* **Provided entries**
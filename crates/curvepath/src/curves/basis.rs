use super::{Curve, Pass};
use crate::path::PathContext;

/// An (x, y) pair.
type Xy = (f64, f64);

/// Unset coordinate pair.
const UNSET: Xy = (f64::NAN, f64::NAN);

/// Emit the Bézier segment of a uniform cubic B-spline spanning control
/// points `a`, `b` and `c`.
fn spline_to(ctx: &mut dyn PathContext, a: Xy, b: Xy, c: Xy) {
    ctx.bezier_curve_to(
        (2.0 * a.0 + b.0) / 3.0,
        (2.0 * a.1 + b.1) / 3.0,
        (a.0 + 2.0 * b.0) / 3.0,
        (a.1 + 2.0 * b.1) / 3.0,
        (a.0 + 4.0 * b.0 + c.0) / 6.0,
        (a.1 + 4.0 * b.1 + c.1) / 6.0,
    );
}

/// The spline knot between `a`, `b` and `c`.
fn knot(a: Xy, b: Xy, c: Xy) -> Xy {
    ((a.0 + 4.0 * b.0 + c.0) / 6.0, (a.1 + 4.0 * b.1 + c.1) / 6.0)
}

/// Cubic B-spline clamped to the first and last points.
#[derive(Debug)]
pub struct Basis {
    /// Current edge.
    pass: Pass,
    /// Second-to-last point.
    p0: Xy,
    /// Last point.
    p1: Xy,
    /// Points seen in the current segment, saturating at 3.
    seen: u8,
}

impl Default for Basis {
    fn default() -> Self {
        Self {
            pass: Pass::Line,
            p0: UNSET,
            p1: UNSET,
            seen: 0,
        }
    }
}

impl Basis {
    /// Slide the control window forward.
    fn shift(&mut self, p: Xy) {
        self.p0 = self.p1;
        self.p1 = p;
    }
}

impl Curve for Basis {
    fn area_start(&mut self, _ctx: &mut dyn PathContext) {
        self.pass = Pass::AreaTop;
    }

    fn area_end(&mut self, _ctx: &mut dyn PathContext) {
        self.pass = Pass::Line;
    }

    fn line_start(&mut self, _ctx: &mut dyn PathContext) {
        self.p0 = UNSET;
        self.p1 = UNSET;
        self.seen = 0;
    }

    fn line_end(&mut self, ctx: &mut dyn PathContext) {
        match self.seen {
            3 => {
                spline_to(ctx, self.p0, self.p1, self.p1);
                ctx.line_to(self.p1.0, self.p1.1);
            }
            2 => ctx.line_to(self.p1.0, self.p1.1),
            _ => {}
        }
        if self.pass.closes(self.seen == 1) {
            ctx.close_path();
        }
        self.pass = self.pass.next();
    }

    fn point(&mut self, ctx: &mut dyn PathContext, x: f64, y: f64) {
        match self.seen {
            0 => {
                self.seen = 1;
                self.pass.start_at(ctx, x, y);
            }
            1 => self.seen = 2,
            2 => {
                self.seen = 3;
                ctx.line_to(
                    (5.0 * self.p0.0 + self.p1.0) / 6.0,
                    (5.0 * self.p0.1 + self.p1.1) / 6.0,
                );
                spline_to(ctx, self.p0, self.p1, (x, y));
            }
            _ => spline_to(ctx, self.p0, self.p1, (x, y)),
        }
        self.shift((x, y));
    }
}

/// Closed cubic B-spline; the first three points are replayed at the end to
/// wrap the spline around.
#[derive(Debug)]
pub struct BasisClosed {
    /// Second-to-last point.
    p0: Xy,
    /// Last point.
    p1: Xy,
    /// First three points of the segment.
    head: [Xy; 3],
    /// Points seen in the current segment, saturating at 3.
    seen: u8,
}

impl Default for BasisClosed {
    fn default() -> Self {
        Self {
            p0: UNSET,
            p1: UNSET,
            head: [UNSET; 3],
            seen: 0,
        }
    }
}

impl Curve for BasisClosed {
    fn line_start(&mut self, _ctx: &mut dyn PathContext) {
        self.p0 = UNSET;
        self.p1 = UNSET;
        self.head = [UNSET; 3];
        self.seen = 0;
    }

    fn line_end(&mut self, ctx: &mut dyn PathContext) {
        let [a, b, c] = self.head;
        match self.seen {
            1 => {
                ctx.move_to(a.0, a.1);
                ctx.close_path();
            }
            2 => {
                ctx.move_to((a.0 + 2.0 * b.0) / 3.0, (a.1 + 2.0 * b.1) / 3.0);
                ctx.line_to((b.0 + 2.0 * a.0) / 3.0, (b.1 + 2.0 * a.1) / 3.0);
                ctx.close_path();
            }
            3 => {
                self.point(ctx, a.0, a.1);
                self.point(ctx, b.0, b.1);
                self.point(ctx, c.0, c.1);
            }
            _ => {}
        }
    }

    fn point(&mut self, ctx: &mut dyn PathContext, x: f64, y: f64) {
        match self.seen {
            0 | 1 => {
                self.head[usize::from(self.seen)] = (x, y);
                self.seen += 1;
            }
            2 => {
                self.head[2] = (x, y);
                self.seen = 3;
                let (kx, ky) = knot(self.p0, self.p1, (x, y));
                ctx.move_to(kx, ky);
            }
            _ => spline_to(ctx, self.p0, self.p1, (x, y)),
        }
        self.p0 = self.p1;
        self.p1 = (x, y);
    }
}

/// Open cubic B-spline: the path starts and ends at knots, not at the first
/// and last points.
#[derive(Debug)]
pub struct BasisOpen {
    /// Current edge.
    pass: Pass,
    /// Second-to-last point.
    p0: Xy,
    /// Last point.
    p1: Xy,
    /// Points seen in the current segment, saturating at 4.
    seen: u8,
}

impl Default for BasisOpen {
    fn default() -> Self {
        Self {
            pass: Pass::Line,
            p0: UNSET,
            p1: UNSET,
            seen: 0,
        }
    }
}

impl Curve for BasisOpen {
    fn area_start(&mut self, _ctx: &mut dyn PathContext) {
        self.pass = Pass::AreaTop;
    }

    fn area_end(&mut self, _ctx: &mut dyn PathContext) {
        self.pass = Pass::Line;
    }

    fn line_start(&mut self, _ctx: &mut dyn PathContext) {
        self.p0 = UNSET;
        self.p1 = UNSET;
        self.seen = 0;
    }

    fn line_end(&mut self, ctx: &mut dyn PathContext) {
        if self.pass.closes(self.seen == 3) {
            ctx.close_path();
        }
        self.pass = self.pass.next();
    }

    fn point(&mut self, ctx: &mut dyn PathContext, x: f64, y: f64) {
        match self.seen {
            0 | 1 => self.seen += 1,
            2 => {
                self.seen = 3;
                let (kx, ky) = knot(self.p0, self.p1, (x, y));
                self.pass.start_at(ctx, kx, ky);
            }
            _ => {
                self.seen = 4;
                spline_to(ctx, self.p0, self.p1, (x, y));
            }
        }
        self.p0 = self.p1;
        self.p1 = (x, y);
    }
}

#[cfg(test)]
mod tests {
    use super::*;
    use crate::path::Path;

    fn run(curve: &mut dyn Curve, points: &[Xy]) -> String {
        let mut path = Path::new();
        curve.line_start(&mut path);
        for &(x, y) in points {
            curve.point(&mut path, x, y);
        }
        curve.line_end(&mut path);
        path.into_string()
    }

    const ZIGZAG: [Xy; 3] = [(0.0, 0.0), (3.0, 3.0), (6.0, 0.0)];

    #[test]
    fn basis() {
        let mut c = Basis::default();
        assert_eq!(run(&mut c, &[]), "");
        assert_eq!(run(&mut c, &[(1.0, 2.0)]), "M1,2Z");
        assert_eq!(run(&mut c, &ZIGZAG[..2]), "M0,0L3,3");
        assert_eq!(
            run(&mut c, &ZIGZAG),
            "M0,0L0.5,0.5C1,1,2,2,3,2C4,2,5,1,5.5,0.5L6,0"
        );
    }

    #[test]
    fn basis_closed() {
        let mut c = BasisClosed::default();
        assert_eq!(run(&mut c, &[]), "");
        assert_eq!(run(&mut c, &[(1.0, 2.0)]), "M1,2Z");
        assert_eq!(run(&mut c, &ZIGZAG[..2]), "M2,2L1,1Z");
        assert_eq!(
            run(&mut c, &ZIGZAG),
            "M3,2C4,2,5,1,4.5,0.5C4,0,2,0,1.5,0.5C1,1,2,2,3,2"
        );
    }

    #[test]
    fn basis_open() {
        let mut c = BasisOpen::default();
        assert_eq!(run(&mut c, &ZIGZAG[..2]), "");
        assert_eq!(run(&mut c, &ZIGZAG), "M3,2Z");
        let mut pts = ZIGZAG.to_vec();
        pts.push((9.0, 3.0));
        assert_eq!(run(&mut c, &pts), "M3,2C4,2,5,1,6,1");
    }
}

* **Prompt**
Within the material above, copy exactly the lines from the line that holds "self.point(ctx, b.0, b.1);" up to and including the line that holds "self.head[usize::from(self.seen)] = (x, y);".

* **Finished task**
                self.point(ctx, b.0, b.1);
                self.point(ctx, c.0, c.1);
            }
            _ => {}
        }
    }

    fn point(&mut self, ctx: &mut dyn PathContext, x: f64, y: f64) {
        match self.seen {
            0 | 1 => {
                self.head[usize::from(self.seen)] = (x, y);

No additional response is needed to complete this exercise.